Macris Ansprache dürfte jedoch nicht die von der Regierung erhoffte Wirkung gehabt haben, denn bereits kurz darauf legte der US-Dollar erneut auf über 39 Pesos zu und steigt seither weiter. Um dessen Absturz zu bremsen, war erst in der Vorwoche eine vorzeitige Auszahlung von IWF-Krediten vereinbart worden. Auch diese Maßnahme blieb jedoch ohne Wirkung.

Soziale Organisationen kritisierten die angekündigten Maßnahmen der Regierung indes scharf.

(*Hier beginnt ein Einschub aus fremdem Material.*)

use anyhow::{Context, Result};
use clap::{Args, Parser, Subcommand, ValueEnum};
use stash_renamer_core::{
    app_paths, load_config, load_config_from, render_names, run_hook, save_config, stash_roots,
    target_directory, JsonSceneDirectory, RenamerConfig, RescanQueue, ResultJournal, SceneMetadata,
    SceneReport,
};
use std::fs;
use std::io::Read;
use std::path::{Path, PathBuf};
use tracing::{error, info};
use tracing_subscriber::EnvFilter;

#[derive(Debug, Parser)]
#[command(name = "stash-renamer")]
#[command(about = "Renames and relocates stash scene files from metadata templates")]
struct Cli {
    #[arg(long, global = true)]
    config: Option<PathBuf>,
    #[arg(long, global = true, default_value = "info")]
    log_level: String,
    #[command(subcommand)]
    command: Commands,
}

#[derive(Debug, Subcommand)]
enum Commands {
    /// Handle a stash hook payload read from stdin
    Hook(HookArgs),
    /// Show the names a scene would get without touching files
    Preview(PreviewArgs),
    /// Print and clear the directories queued for a library scan
    Rescan,
    /// Show the most recent relocations
    History(HistoryArgs),
    Config(ConfigArgs),
}

#[derive(Debug, Args)]
struct HookArgs {
    #[arg(long)]
    scenes_dir: PathBuf,
    #[arg(long)]
    payload_file: Option<PathBuf>,
    #[arg(long, default_value_t = false, conflicts_with = "dry_run")]
    apply: bool,
    #[arg(long, default_value_t = false)]
    dry_run: bool,
    #[arg(long, value_enum, default_value_t = OutputFormat::Table)]
    output: OutputFormat,
}

#[derive(Debug, Args)]
struct PreviewArgs {
    #[arg(long)]
    scene: PathBuf,
}

#[derive(Debug, Args)]
struct HistoryArgs {
    #[arg(long, default_value_t = 20)]
    limit: usize,
}

#[derive(Debug, Args)]
struct ConfigArgs {
    #[command(subcommand)]
    action: ConfigAction,
}

#[derive(Debug, Subcommand)]
enum ConfigAction {
    Show,
    /// Write the default configuration if none exists yet
    Init,
}

#[derive(Debug, Clone, Copy, ValueEnum)]
enum OutputFormat {
    Table,
    Json,
}

fn main() -> Result<()> {
    let cli = Cli::parse();
    init_logging(&cli.log_level)?;
    let config_path = cli.config.as_deref();

    match cli.command {
        Commands::Hook(args) => cmd_hook(args, config_path),
        Commands::Preview(args) => cmd_preview(args, config_path),
        Commands::Rescan => cmd_rescan(config_path),
        Commands::History(args) => cmd_history(args, config_path),
        Commands::Config(config) => match config.action {
            ConfigAction::Show => cmd_config_show(config_path),
            ConfigAction::Init => cmd_config_init(config_path),
        },
    }
}

/// `--config` when given, the per-user config file otherwise.
fn load_settings(config_path: Option<&Path>) -> Result<RenamerConfig> {
    match config_path {
        Some(path) => Ok(load_config_from(path)?),
        None => load_config(),
    }
}

fn config_file(config_path: Option<&Path>) -> Result<PathBuf> {
    match config_path {
        Some(path) => Ok(path.to_path_buf()),
        None => Ok(app_paths()?.config_path),
    }
}

fn init_logging(level: &str) -> Result<()> {
    let filter = EnvFilter::try_from_default_env()
        .or_else(|_| EnvFilter::try_new(level))
        .with_context(|| format!("invalid log level: {level}"))?;
    tracing_subscriber::fmt()
        .with_env_filter(filter)
        .with_writer(std::io::stderr)
        .with_target(false)
        .try_init()
        .map_err(|err| anyhow::anyhow!("could not install logger: {err}"))?;
    Ok(())
}

fn cmd_hook(args: HookArgs, config_path: Option<&Path>) -> Result<()> {
    let mut config = load_settings(config_path)?;
    if args.apply {
        config.dry_run = false;
    }
    if args.dry_run {
        config.dry_run = true;
    }

    let payload = match &args.payload_file {
        Some(path) => fs::read_to_string(path)
            .with_context(|| format!("could not read payload: {}", path.display()))?,
        None => {
            let mut raw = String::new();
            std::io::stdin()
                .read_to_string(&mut raw)
                .context("could not read payload from stdin")?;
            raw
        }
    };

    let source = JsonSceneDirectory::new(&args.scenes_dir);
    let roots = stash_roots(&config);
    let report = match run_hook(&payload, &source, &config, &roots) {
        Ok(report) => report,
        Err(err) => {
            error!(error = %err, fatal = err.is_fatal(), "hook aborted before touching files");
            return Err(err.into());
        }
    };

    if !config.dry_run {
        let journal = ResultJournal::new(journal_path(&config)?);
        journal.append(&report.results)?;
        let touched = report.touched_directories();
        RescanQueue::new(rescan_queue_path(&config)?).push(&touched)?;
        info!(
            journal = %journal.path().display(),
            queued = touched.len(),
            "recorded relocations"
        );
    }

    match args.output {
        OutputFormat::Json => println!("{}", serde_json::to_string_pretty(&report)?),
        OutputFormat::Table => print_table(&report),
    }

    if config.dry_run {
        eprintln!("dry run: no files were changed. Pass --apply or set dry_run = false to apply.");
    }
    Ok(())
}

fn cmd_preview(args: PreviewArgs, config_path: Option<&Path>) -> Result<()> {
    let config = load_settings(config_path)?;
    let raw = fs::read_to_string(&args.scene)
        .with_context(|| format!("could not read scene: {}", args.scene.display()))?;
    let scene: SceneMetadata =
        serde_json::from_str(&raw).context("scene file is not a valid scene record")?;

    let names = render_names(&scene, &config);
    println!("filename:   {}", names.filename);
    println!("foldername: {}", names.foldername);
    if names.studio_template {
        println!("(studio template)");
    }

    let roots = stash_roots(&config);
    if config.move_files {
        if let Some(root) = roots.first() {
            let dir = target_directory(&scene, root, &names.foldername, &config);
            println!("directory:  {}", dir.display());
        }
    }
    Ok(())
}

fn cmd_rescan(config_path: Option<&Path>) -> Result<()> {
    let config = load_settings(config_path)?;
    let paths = RescanQueue::new(rescan_queue_path(&config)?).drain()?;
    println!("{}", serde_json::to_string_pretty(&paths)?);
    Ok(())
}

fn cmd_history(args: HistoryArgs, config_path: Option<&Path>) -> Result<()> {
    let config = load_settings(config_path)?;
    let journal = ResultJournal::new(journal_path(&config)?);
    for entry in journal.tail(args.limit)? {
        println!(
            "[scene {}] {:?}: {} -> {}",
            entry.scene_id,
            entry.action,
            entry.original_path.display(),
            entry.final_path.display()
        );
    }
    Ok(())
}

fn cmd_config_show(config_path: Option<&Path>) -> Result<()> {
    let config = load_settings(config_path)?;
    println!("config file: {}", config_file(config_path)?.display());
    println!("{}", toml::to_string_pretty(&config)?);
    Ok(())
}

fn cmd_config_init(config_path: Option<&Path>) -> Result<()> {
    let path = config_file(config_path)?;
    if path.exists() {
        anyhow::bail!("config already exists: {}", path.display());
    }
    save_config(&RenamerConfig::default(), &path)?;
    println!("wrote default config: {}", path.display());
    Ok(())
}

fn journal_path(config: &RenamerConfig) -> Result<PathBuf> {
    match &config.journal_path {
        Some(path) => Ok(path.clone()),
        None => Ok(app_paths()?.journal_path),
    }
}

fn rescan_queue_path(config: &RenamerConfig) -> Result<PathBuf> {
    match &config.rescan_queue_path {
        Some(path) => Ok(path.clone()),
        None => Ok(app_paths()?.rescan_queue_path),
    }
}

fn print_table(report: &SceneReport) {
    println!("scene {}: original -> new (action)", report.scene_id);
    for result in &report.results {
        println!(
            "{} -> {} ({:?})",
            result.original_path.display(),
            result.final_path.display(),
            result.action
        );
        for companion in &result.companions {
            println!(
                "  {} -> {} ({:?})",
                companion.from.display(),
                companion.to.display(),
                companion.kind
            );
        }
        for failure in &result.companion_failures {
            println!("  failed: {failure}");
        }
    }
    for skipped in &report.skipped {
        match &skipped.path {
            Some(path) => println!("skipped {}: {}", path.display(), skipped.reason),
            None => println!("skipped: {}", skipped.reason),
        }
    }

    println!(
        "\nsummary: relocated={} skipped={}",
        report.results.len(),
        report.skipped.len()
    );
}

In einem Kommuniqué heißt es dazu: "Die Regierung will ihr Modell der Strukturanpassung und der Plünderung weiterführen, indem sie diese mit miserablen Sozialhilfegeldern auszugleichen versucht, die, sobald sie in den Geldbörsen der Menschen ankommen, schon wieder verpufft sind." Der Gewerkschaftsdachverband CGT betonte, Macris Ansprache habe lediglich Symbolcharakter gehabt. Im Hinblick auf die Zusammenlegung der Ministerien entstehe der Eindruck, dass "die Probleme der Arbeit und der Gesundheit der Arbeiter lediglich als mögliche Sparposten im Verwaltungsbudget gesehen werden." Die CGT hatte für 25. September bereits einen erneuten landesweiten Generalstreik angekündigt, der nun möglicherweise vorverlegt werden soll.